A. W. Miller, the subject of this sketch, was born February 26, 1866, in Pittsburg and was educated in the public schools of Pittsburg. A. W. Miller's mother was Katherine Lane and her father A. W. Lane, both well known members of that prominent Pennsylvania family, hailing from Freeport in that state. Another well known member of the Lane family was James T. Lane, father of A. W. Miller's cousin, Joseph R. Lane, the famous western lawyer, with residence in Davenport, Iowa, who has been so prominently related as an attorney to the lumber interests of the Mississippi valley.

Thomas L. Miller died in 1892, but his wife, A. W. Miller's mother, is yet living at the ripe age of 72 years. Mr. Miller's father was in active business until the day of his death.

A. W. Miller was practically in school until he was 16 years of age, or until 1882, which schooling included, besides the graded and high schools at Pittsburg, a preparatory school.

He began his business career by going directly into the state of Iowa from Pittsburg, where he secured a position with the Green Bay Lumber Company, of Carroll, Iowa, the county seat of Carroll county, situated on the Chicago & North-Western railway. He served there a very onerous but thorough apprenticeship.

Very early in his career at Carroll he observed that the young man who succeeds and gets along and goes swiftly to the top in any line of business must not wait for work to be handed to him, but must hunt for things to do. In divining this condition and rule in planning the architecture of a business career young Miller indicated for the first time to his associates that natural aptitude for diplomatic relations with men which has been most largely the reason for his signal success in business life.

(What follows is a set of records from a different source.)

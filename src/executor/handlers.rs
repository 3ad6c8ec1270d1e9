//! Built-in task handlers.

use std::sync::Arc;

use async_trait::async_trait;
use serde_json::{json, Map, Value};

use super::{refine_target_id, ExecutionContext, ExecutionError, TaskHandler};
use crate::artifact::{
    ArtifactContent, ArtifactKind, CourseConfig, PptHtmlDocument, PresentationTheme,
    QualityCheckResult, RequirementAnalysis, ScriptSet, SearchResults, SlideContent, SlideHtml,
    SlideScript, VideoOutline,
};
use crate::events::{EventSink, ProgressEvent};
use crate::oracle::{generate_as, ContentOracle, GenerationKind, OracleError};
use crate::search::SearchProvider;
use crate::task::{Task, TaskType};

const DEFAULT_MAX_SEARCH_RESULTS: usize = 5;

/// Oracle-generated deck content: analyze, configure, outline, script, theme.
pub struct ContentHandler {
    task_type: TaskType,
    oracle: Arc<dyn ContentOracle>,
}

impl ContentHandler {
    pub fn new(task_type: TaskType, oracle: Arc<dyn ContentOracle>) -> Self {
        Self { task_type, oracle }
    }

    fn inputs(&self, task: &Task, ctx: &ExecutionContext<'_>) -> Result<Value, ExecutionError> {
        let mut inputs = Map::new();
        inputs.insert("goal".to_string(), json!(ctx.topic));
        if !task.parameters.is_empty() {
            inputs.insert("parameters".to_string(), Value::Object(task.parameters.clone()));
        }
        if let Some(prompt) = &ctx.refinement_prompt {
            inputs.insert("refinement_prompt".to_string(), json!(prompt));
        }

        match self.task_type {
            TaskType::Analyze => {}
            TaskType::Configure => {
                let analysis = ctx.require(ArtifactKind::Analysis, ArtifactContent::as_analysis)?;
                inputs.insert("analysis".to_string(), to_json(analysis)?);
            }
            TaskType::Outline => {
                let config = ctx.require(ArtifactKind::CourseConfig, ArtifactContent::as_course_config)?;
                inputs.insert("course_config".to_string(), to_json(config)?);
                if let Some(research) = ctx.optional(ArtifactContent::as_search_results) {
                    inputs.insert("research".to_string(), to_json(research)?);
                }
            }
            TaskType::Script | TaskType::Theme => {
                let outline = ctx.require(ArtifactKind::Outline, ArtifactContent::as_outline)?;
                let config = ctx.require(ArtifactKind::CourseConfig, ArtifactContent::as_course_config)?;
                inputs.insert("outline".to_string(), to_json(outline)?);
                inputs.insert("course_config".to_string(), to_json(config)?);
            }
            other => return Err(ExecutionError::UnknownTaskType(other)),
        }
        Ok(Value::Object(inputs))
    }
}

#[async_trait]
impl TaskHandler for ContentHandler {
    fn task_type(&self) -> TaskType {
        self.task_type
    }

    async fn handle(
        &self,
        task: &Task,
        ctx: &ExecutionContext<'_>,
    ) -> Result<ArtifactContent, ExecutionError> {
        let inputs = self.inputs(task, ctx)?;
        let oracle = self.oracle.as_ref();

        let content = match self.task_type {
            TaskType::Analyze => ArtifactContent::Analysis(
                generate_as::<RequirementAnalysis>(oracle, GenerationKind::Analysis, inputs).await?,
            ),
            TaskType::Configure => ArtifactContent::CourseConfig(
                generate_as::<CourseConfig>(oracle, GenerationKind::CourseConfig, inputs).await?,
            ),
            TaskType::Outline => ArtifactContent::Outline(
                generate_as::<VideoOutline>(oracle, GenerationKind::Outline, inputs).await?,
            ),
            TaskType::Script => {
                // Bare arrays of scripts are accepted as well as {"scripts": [...]}.
                let value = oracle.generate(GenerationKind::SlideScripts, inputs).await?;
                let value = match value {
                    Value::Array(scripts) => json!({ "scripts": scripts }),
                    other => other,
                };
                let mut set: ScriptSet = serde_json::from_value(value).map_err(|e| {
                    OracleError::Malformed {
                        kind: GenerationKind::SlideScripts,
                        message: e.to_string(),
                    }
                })?;
                if set.scripts.is_empty() {
                    return Err(ExecutionError::InvalidInput(
                        "oracle produced no slide scripts".to_string(),
                    ));
                }
                set.scripts.sort_by_key(|s| s.slide_index);
                ArtifactContent::ScriptSet(set)
            }
            TaskType::Theme => ArtifactContent::Theme(
                generate_as::<PresentationTheme>(oracle, GenerationKind::Theme, inputs).await?,
            ),
            other => return Err(ExecutionError::UnknownTaskType(other)),
        };
        Ok(content)
    }
}

/// Renders one page per slide script and assembles the document.
pub struct RenderHandler {
    oracle: Arc<dyn ContentOracle>,
    events: Arc<dyn EventSink>,
}

impl RenderHandler {
    pub fn new(oracle: Arc<dyn ContentOracle>, events: Arc<dyn EventSink>) -> Self {
        Self { oracle, events }
    }
}

#[async_trait]
impl TaskHandler for RenderHandler {
    fn task_type(&self) -> TaskType {
        TaskType::Render
    }

    async fn handle(
        &self,
        task: &Task,
        ctx: &ExecutionContext<'_>,
    ) -> Result<ArtifactContent, ExecutionError> {
        let scripts = &ctx
            .require(ArtifactKind::ScriptSet, ArtifactContent::as_script_set)?
            .scripts;
        let theme = ctx.require(ArtifactKind::Theme, ArtifactContent::as_theme)?;
        let config = ctx.optional(ArtifactContent::as_course_config);
        let outline = ctx.optional(ArtifactContent::as_outline);

        if scripts.is_empty() {
            return Err(ExecutionError::InvalidInput("no slide scripts to render".to_string()));
        }

        let course_title = outline
            .map(|o| o.theme.as_str())
            .filter(|t| !t.trim().is_empty())
            .unwrap_or(ctx.topic);
        let total = scripts.len();
        let mut pages = Vec::with_capacity(total);

        for (i, script) in scripts.iter().enumerate() {
            let inputs = page_inputs(script, theme, course_title, total, ctx.refinement_prompt.as_deref());
            let mut page: SlideHtml =
                generate_as(self.oracle.as_ref(), GenerationKind::SlidePage, inputs).await?;
            page.slide_index = script.slide_index;
            pages.push(page);

            tracing::debug!("Rendered page {}/{} for task {}", i + 1, total, task.id);
            self.events.emit(ProgressEvent::PageProgress {
                session_id: ctx.session_id.to_string(),
                task_id: task.id.clone(),
                completed: i + 1,
                total,
            });
        }

        Ok(ArtifactContent::PageHtml(PptHtmlDocument {
            title: document_title(config, scripts, outline, ctx.topic),
            pages,
        }))
    }
}

fn page_inputs(
    script: &SlideScript,
    theme: &PresentationTheme,
    course_title: &str,
    total: usize,
    refinement_prompt: Option<&str>,
) -> Value {
    let content = match &script.content {
        SlideContent::Text(text) => text.clone(),
        SlideContent::Bullets(items) => items.join("; "),
    };
    json!({
        "slide_index": script.slide_index,
        "page_count": total,
        "type": script.kind,
        "title": script.title,
        "content": content,
        "visual_suggestions": script.visual_suggestions,
        "narration_script": script.narration_script,
        "design_style": theme.theme_name,
        "primary_color": theme.color_scheme.primary,
        "secondary_color": theme.color_scheme.secondary,
        "background_color": theme.color_scheme.background,
        "text_color": theme.color_scheme.text,
        "title_font": theme.font_config.title_font,
        "body_font": theme.font_config.body_font,
        "course_title": course_title,
        "refinement_prompt": refinement_prompt,
    })
}

/// `"{audience} - {first slide design}"`, else the outline theme, else the goal.
fn document_title(
    config: Option<&CourseConfig>,
    scripts: &[SlideScript],
    outline: Option<&VideoOutline>,
    topic: &str,
) -> String {
    let design = scripts
        .first()
        .map(|s| s.content_design.trim())
        .filter(|d| !d.is_empty());
    if let (Some(config), Some(design)) = (config, design) {
        return format!("{} - {}", config.target_audience, design);
    }
    outline
        .map(|o| o.theme.trim())
        .filter(|t| !t.is_empty())
        .unwrap_or(topic)
        .to_string()
}

/// Web search; the query defaults to the goal.
pub struct SearchHandler {
    search: Arc<dyn SearchProvider>,
}

impl SearchHandler {
    pub fn new(search: Arc<dyn SearchProvider>) -> Self {
        Self { search }
    }
}

#[async_trait]
impl TaskHandler for SearchHandler {
    fn task_type(&self) -> TaskType {
        TaskType::Search
    }

    async fn handle(
        &self,
        task: &Task,
        ctx: &ExecutionContext<'_>,
    ) -> Result<ArtifactContent, ExecutionError> {
        let query = task
            .parameter_str("query")
            .map(str::trim)
            .filter(|q| !q.is_empty())
            .unwrap_or(ctx.topic)
            .to_string();
        let max_results = task
            .parameters
            .get("max_results")
            .and_then(Value::as_u64)
            .and_then(|n| usize::try_from(n).ok())
            .unwrap_or(DEFAULT_MAX_SEARCH_RESULTS);

        let hits = self.search.search(&query, max_results).await?;
        tracing::info!("Search '{}' found {} results", query, hits.len());
        Ok(ArtifactContent::SearchResult(SearchResults { query, hits }))
    }
}

/// Quality check over the artifact another task produced.
pub struct ValidateHandler {
    oracle: Arc<dyn ContentOracle>,
}

impl ValidateHandler {
    pub fn new(oracle: Arc<dyn ContentOracle>) -> Self {
        Self { oracle }
    }
}

#[async_trait]
impl TaskHandler for ValidateHandler {
    fn task_type(&self) -> TaskType {
        TaskType::Validate
    }

    async fn handle(
        &self,
        task: &Task,
        ctx: &ExecutionContext<'_>,
    ) -> Result<ArtifactContent, ExecutionError> {
        let target_id = refine_target_id(task)
            .ok_or_else(|| ExecutionError::InvalidInput("validate task has no task_id".to_string()))?;
        let target = ctx
            .task_list
            .get(target_id)
            .ok_or_else(|| ExecutionError::TargetMissing(target_id.to_string()))?;
        let output = target
            .result
            .as_ref()
            .ok_or_else(|| ExecutionError::TargetHasNoResult(target_id.to_string()))?;

        let inputs = json!({
            "goal": ctx.topic,
            "task_type": target.task_type,
            "task_description": target.description,
            "result": output.artifact.content,
        });
        let check: QualityCheckResult =
            generate_as(self.oracle.as_ref(), GenerationKind::QualityCheck, inputs).await?;
        Ok(ArtifactContent::Validation(check.normalized()))
    }
}

fn to_json<T: serde::Serialize>(value: &T) -> Result<Value, ExecutionError> {
    serde_json::to_value(value).map_err(|e| ExecutionError::InvalidInput(e.to_string()))
}

#[cfg(test)]
mod tests {
    use super::*;
    use crate::artifact::SlideKind;

    fn script(index: u32, design: &str) -> SlideScript {
        SlideScript {
            slide_index: index,
            kind: SlideKind::Content,
            title: format!("Slide {}", index),
            content: SlideContent::Bullets(vec!["a".to_string(), "b".to_string()]),
            content_design: design.to_string(),
            visual_suggestions: String::new(),
            narration_script: String::new(),
        }
    }

    fn config(audience: &str) -> CourseConfig {
        CourseConfig {
            narrative_style: "formal".to_string(),
            target_audience: audience.to_string(),
            duration: String::new(),
            objectives: vec![],
            expected_page_count: 1,
        }
    }

    #[test]
    fn test_document_title_fallbacks() {
        let outline = VideoOutline {
            theme: "Lifetimes".to_string(),
            knowledge_units: vec![],
        };
        let cfg = config("students");

        assert_eq!(
            document_title(Some(&cfg), &[script(0, "Overview")], Some(&outline), "goal"),
            "students - Overview"
        );
        assert_eq!(
            document_title(Some(&cfg), &[script(0, " ")], Some(&outline), "goal"),
            "Lifetimes"
        );
        assert_eq!(document_title(None, &[script(0, "x")], None, "goal"), "goal");
    }

    #[test]
    fn test_page_inputs_join_bullets() {
        let theme: PresentationTheme = serde_json::from_value(json!({
            "theme_name": "Dark",
            "color_scheme": {"primary": "#1", "secondary": "#2", "accent": "#3", "background": "#4", "text": "#5"},
            "font_config": {"title_font": "A", "body_font": "B", "title_size": 1, "body_size": 1}
        }))
        .unwrap();
        let inputs = page_inputs(&script(2, ""), &theme, "Course", 3, None);
        assert_eq!(inputs["content"], "a; b");
        assert_eq!(inputs["primary_color"], "#1");
        assert_eq!(inputs["type"], "content");
        assert!(inputs["refinement_prompt"].is_null());
    }
}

He heard the reasons for his presence in the operative force of the company discussed casually one day by one of the heads of the business, who seemed to wish that he might know just the reason for the young man's presence, young Miller at that particular time having assumed an attitude of waiting for someone to hand him work.

It was only a short time, possibly of days or hours, after having heard the query mentioned in the paragraph above that Mr. Miller made a frantic demand to be set at something useful, which launched him in the yard shoving boards, assisting in unloading cars, and doing labor with his hands which has helped him through his entire career as a lumberman.

Mr. Miller's first executive position of any great importance was that of running a retail lumber yard at Kirkman, Iowa, for the Green Bay Lumber Company, at which point he remained three years. While this position was preparatory for the business of the lumber world at large, Mr. Miller was a very busy man and the position was very trying for the city raised man on account of the isolation of Kirkman, which was located at the end of a short line of railroad, where for several months in the winter the inhabitants were snowed in and communication with the outside world was practically impossible.

If there was anything in the retail lumber business with which young Miller did not come into contact it was because at the time it had not been discovered or put into service. He looked after the sales; the stock; proper piling and care of the stock; kept books; attended to correspondence, and learned all these things practically and thoroughly. He was laying the foundation stones upon which he later erected the super-structure of successful business ventures.

He was at Kirkman, Iowa, in the capacity suggested at the duties listed above from September, 1883, to the spring of 1886. In the spring of 1886 Mr. Miller was promoted and sent to Vail, Iowa, where he put in a new yard for his company, and where he remained until the spring of 1888. In other words, having learned all of the principles of the business he was given an opportunity to couple with those principles his own personal originality and to create a part, which he did create in the opening of that yard.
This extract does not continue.